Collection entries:

═══

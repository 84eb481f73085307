pub mod environment;
pub mod workspace_file;
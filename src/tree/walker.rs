//! Forward resolution: URL segments down to a content node

use crate::error::RouteError;
use crate::model::{ContentModel, ModelState};
use crate::store::{Filter, Query, Row, Storage, ID_FIELD, URL_FIELD};
use crate::structure::{StructureDescriptor, StructureRegistry};
use crate::tree::slug::normalize_segment;
use crate::tree::{Path, PathNode};
use crate::types::{Context, ElementId, ParentPointer};
use std::sync::Arc;
use tracing::{debug, warn};

/// Walks URL segments from the root structure down through nested structures
pub struct PathResolver<'a> {
    registry: &'a StructureRegistry,
    storage: &'a dyn Storage,
}

impl<'a> PathResolver<'a> {
    pub fn new(registry: &'a StructureRegistry, storage: &'a dyn Storage) -> Self {
        Self { registry, storage }
    }

    /// Resolve `segments` to a model whose path holds every matched node, root first.
    ///
    /// An empty segment list yields the home model without touching storage. The walk stops
    /// at the first segment with no matching row and flags the model as not found; the nodes
    /// matched up to that point stay on the path. On the site segments match slugs, in the
    /// admin area they match numeric ids.
    pub fn resolve<S: AsRef<str>>(
        &self,
        context: Context,
        segments: &[S],
    ) -> Result<ContentModel, RouteError> {
        let root = Arc::clone(self.registry.root());
        let mut pointer = ParentPointer::root(root.id);
        let mut path = Path::from_nodes(vec![self.registry.root_node()]);

        if segments.is_empty() {
            debug!(structure = %root.name, "Root url resolved to home");
            let state = ModelState {
                path,
                parent_pointer: Some(pointer),
                ..ModelState::default()
            };
            return Ok(self.registry.home_model(context, state));
        }

        let mut descriptor = root;
        let mut not_found = false;
        for (depth, segment) in segments.iter().enumerate() {
            let segment = segment.as_ref();
            let Some(row) = self.find_child(&descriptor, pointer, segment, context)? else {
                warn!(
                    segment,
                    depth,
                    structure = %descriptor.name,
                    parent = %pointer,
                    "No element matches url segment"
                );
                not_found = true;
                break;
            };

            let node = PathNode::from_row(descriptor.id, &descriptor.table, row)?;
            debug!(
                segment,
                depth,
                structure = %descriptor.name,
                element = node.id,
                "Matched url segment"
            );
            pointer = ParentPointer::new(descriptor.id, node.id);

            let has_more = depth + 1 < segments.len();
            if has_more {
                if let Some(declared) = &node.declared_structure {
                    if declared != &descriptor.name {
                        descriptor = Arc::clone(self.registry.by_name(declared)?);
                        debug!(structure = %descriptor.name, "Descending into nested structure");
                    }
                }
            }
            path.push(node);
        }

        let state = ModelState {
            parent_pointer: Some(pointer),
            not_found,
            ..ModelState::default()
        };
        let mut model = self.registry.instantiate(&descriptor.name, context, state)?;
        model.set_path(path, self.registry)?;
        Ok(model)
    }

    fn find_child(
        &self,
        descriptor: &StructureDescriptor,
        pointer: ParentPointer,
        segment: &str,
        context: Context,
    ) -> Result<Option<Row>, RouteError> {
        let key = match context {
            Context::Site => Filter::eq(URL_FIELD, normalize_segment(segment)),
            Context::Admin => match segment.trim().parse::<ElementId>() {
                Ok(id) => Filter::eq(ID_FIELD, id),
                Err(_) => return Ok(None),
            },
        };
        let query = Query::new(key.and(Filter::parent(pointer))).limit(1);
        Ok(self
            .storage
            .query_rows(&descriptor.table, &query)?
            .into_iter()
            .next())
    }
}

═══

## WORK INSTRUCTION
If a line in the entries above contains "PathResolver", report it.

## THE COMPLETED TASK
pub struct PathResolver<'a> {
impl<'a> PathResolver<'a> {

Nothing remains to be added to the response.